* [About this exercise]: Your answer must hold only the lines below from the line containing "self.requirements.bidirectional = required;" through the line containing "pub fn min_message_size(mut", each reproduced exactly.

* [Source records]:

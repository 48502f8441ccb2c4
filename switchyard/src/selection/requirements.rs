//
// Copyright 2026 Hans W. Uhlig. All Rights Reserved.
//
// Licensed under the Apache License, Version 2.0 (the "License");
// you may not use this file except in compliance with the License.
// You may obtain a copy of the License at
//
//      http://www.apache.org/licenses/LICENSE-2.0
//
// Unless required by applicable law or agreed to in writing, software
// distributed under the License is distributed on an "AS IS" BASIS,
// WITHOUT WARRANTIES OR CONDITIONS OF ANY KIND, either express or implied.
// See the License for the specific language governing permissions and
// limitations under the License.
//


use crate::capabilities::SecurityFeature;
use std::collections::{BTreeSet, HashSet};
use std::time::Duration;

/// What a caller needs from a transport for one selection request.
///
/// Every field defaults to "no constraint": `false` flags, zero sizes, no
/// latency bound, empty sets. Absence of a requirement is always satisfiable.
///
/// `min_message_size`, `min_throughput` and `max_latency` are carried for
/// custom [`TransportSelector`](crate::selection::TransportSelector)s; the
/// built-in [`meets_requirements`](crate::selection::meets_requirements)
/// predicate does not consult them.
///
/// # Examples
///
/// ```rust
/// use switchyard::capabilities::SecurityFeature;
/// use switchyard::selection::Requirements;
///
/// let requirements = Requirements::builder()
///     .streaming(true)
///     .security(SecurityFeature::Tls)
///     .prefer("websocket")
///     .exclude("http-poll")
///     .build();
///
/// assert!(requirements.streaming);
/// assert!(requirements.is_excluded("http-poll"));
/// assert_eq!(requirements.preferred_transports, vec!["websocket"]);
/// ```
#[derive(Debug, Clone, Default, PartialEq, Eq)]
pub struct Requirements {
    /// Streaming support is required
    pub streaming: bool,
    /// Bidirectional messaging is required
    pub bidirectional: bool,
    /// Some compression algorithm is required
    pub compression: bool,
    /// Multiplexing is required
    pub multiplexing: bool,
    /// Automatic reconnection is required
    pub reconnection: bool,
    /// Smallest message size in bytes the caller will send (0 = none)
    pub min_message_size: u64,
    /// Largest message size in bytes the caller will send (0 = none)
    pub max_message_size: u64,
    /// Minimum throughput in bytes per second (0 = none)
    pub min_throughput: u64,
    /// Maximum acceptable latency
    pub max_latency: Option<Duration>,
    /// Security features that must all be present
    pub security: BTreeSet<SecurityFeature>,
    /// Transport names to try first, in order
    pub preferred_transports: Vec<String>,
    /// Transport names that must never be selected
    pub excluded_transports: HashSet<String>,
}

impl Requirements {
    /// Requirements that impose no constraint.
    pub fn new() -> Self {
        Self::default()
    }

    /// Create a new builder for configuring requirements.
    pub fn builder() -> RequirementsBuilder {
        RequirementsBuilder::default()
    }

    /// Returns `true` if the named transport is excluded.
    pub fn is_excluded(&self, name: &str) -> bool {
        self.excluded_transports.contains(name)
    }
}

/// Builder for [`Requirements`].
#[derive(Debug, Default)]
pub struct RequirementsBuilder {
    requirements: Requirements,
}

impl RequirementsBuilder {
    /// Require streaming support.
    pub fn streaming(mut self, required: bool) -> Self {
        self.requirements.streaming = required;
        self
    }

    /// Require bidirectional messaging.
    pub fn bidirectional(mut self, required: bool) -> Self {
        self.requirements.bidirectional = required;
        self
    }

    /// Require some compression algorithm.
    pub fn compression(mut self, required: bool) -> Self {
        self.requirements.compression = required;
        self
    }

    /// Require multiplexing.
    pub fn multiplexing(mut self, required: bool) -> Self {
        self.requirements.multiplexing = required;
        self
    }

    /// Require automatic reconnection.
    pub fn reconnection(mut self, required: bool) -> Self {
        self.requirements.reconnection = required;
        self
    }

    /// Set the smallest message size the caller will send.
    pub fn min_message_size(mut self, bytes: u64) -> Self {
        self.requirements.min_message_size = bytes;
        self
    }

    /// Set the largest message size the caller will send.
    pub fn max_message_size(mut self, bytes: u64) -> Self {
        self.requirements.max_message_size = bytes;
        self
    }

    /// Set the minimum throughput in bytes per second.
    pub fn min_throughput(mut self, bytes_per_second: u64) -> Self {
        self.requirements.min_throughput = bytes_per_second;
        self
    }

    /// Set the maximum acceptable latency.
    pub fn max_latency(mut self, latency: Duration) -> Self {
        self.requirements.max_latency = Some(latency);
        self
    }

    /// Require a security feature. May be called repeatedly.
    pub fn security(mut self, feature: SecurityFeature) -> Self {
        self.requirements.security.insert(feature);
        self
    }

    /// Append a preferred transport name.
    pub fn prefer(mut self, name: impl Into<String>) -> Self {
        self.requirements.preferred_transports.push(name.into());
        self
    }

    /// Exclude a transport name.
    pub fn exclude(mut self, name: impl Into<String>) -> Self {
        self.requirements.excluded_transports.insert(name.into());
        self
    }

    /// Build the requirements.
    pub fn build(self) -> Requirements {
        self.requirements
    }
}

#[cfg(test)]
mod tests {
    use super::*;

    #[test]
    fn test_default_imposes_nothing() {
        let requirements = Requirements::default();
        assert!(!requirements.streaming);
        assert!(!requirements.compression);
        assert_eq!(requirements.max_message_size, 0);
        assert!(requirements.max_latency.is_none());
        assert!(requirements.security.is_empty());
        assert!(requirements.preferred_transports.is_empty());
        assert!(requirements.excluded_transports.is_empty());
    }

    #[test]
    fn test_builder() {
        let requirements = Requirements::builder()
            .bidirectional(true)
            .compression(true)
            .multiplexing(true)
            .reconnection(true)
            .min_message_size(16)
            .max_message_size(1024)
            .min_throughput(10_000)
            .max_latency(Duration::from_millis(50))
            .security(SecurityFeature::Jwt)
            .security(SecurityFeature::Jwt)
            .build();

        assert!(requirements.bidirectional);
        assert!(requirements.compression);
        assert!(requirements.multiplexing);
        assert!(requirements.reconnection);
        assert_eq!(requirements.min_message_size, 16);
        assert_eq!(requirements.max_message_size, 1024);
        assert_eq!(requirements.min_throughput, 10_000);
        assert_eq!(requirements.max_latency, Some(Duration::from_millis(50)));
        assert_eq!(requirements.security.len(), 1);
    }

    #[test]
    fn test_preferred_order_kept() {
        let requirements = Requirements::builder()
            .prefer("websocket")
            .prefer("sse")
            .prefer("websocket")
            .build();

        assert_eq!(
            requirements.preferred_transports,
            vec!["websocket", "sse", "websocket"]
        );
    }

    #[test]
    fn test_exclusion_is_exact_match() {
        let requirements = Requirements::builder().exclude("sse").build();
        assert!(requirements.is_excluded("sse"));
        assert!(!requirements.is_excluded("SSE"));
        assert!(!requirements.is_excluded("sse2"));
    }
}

* [Written answer]:
        self.requirements.bidirectional = required;
        self
    }

    /// Require some compression algorithm.
    pub fn compression(mut self, required: bool) -> Self {
        self.requirements.compression = required;
        self
    }

    /// Require multiplexing.
    pub fn multiplexing(mut self, required: bool) -> Self {
        self.requirements.multiplexing = required;
        self
    }

    /// Require automatic reconnection.
    pub fn reconnection(mut self, required: bool) -> Self {
        self.requirements.reconnection = required;
        self
    }

    /// Set the smallest message size the caller will send.
    pub fn min_message_size(mut self, bytes: u64) -> Self {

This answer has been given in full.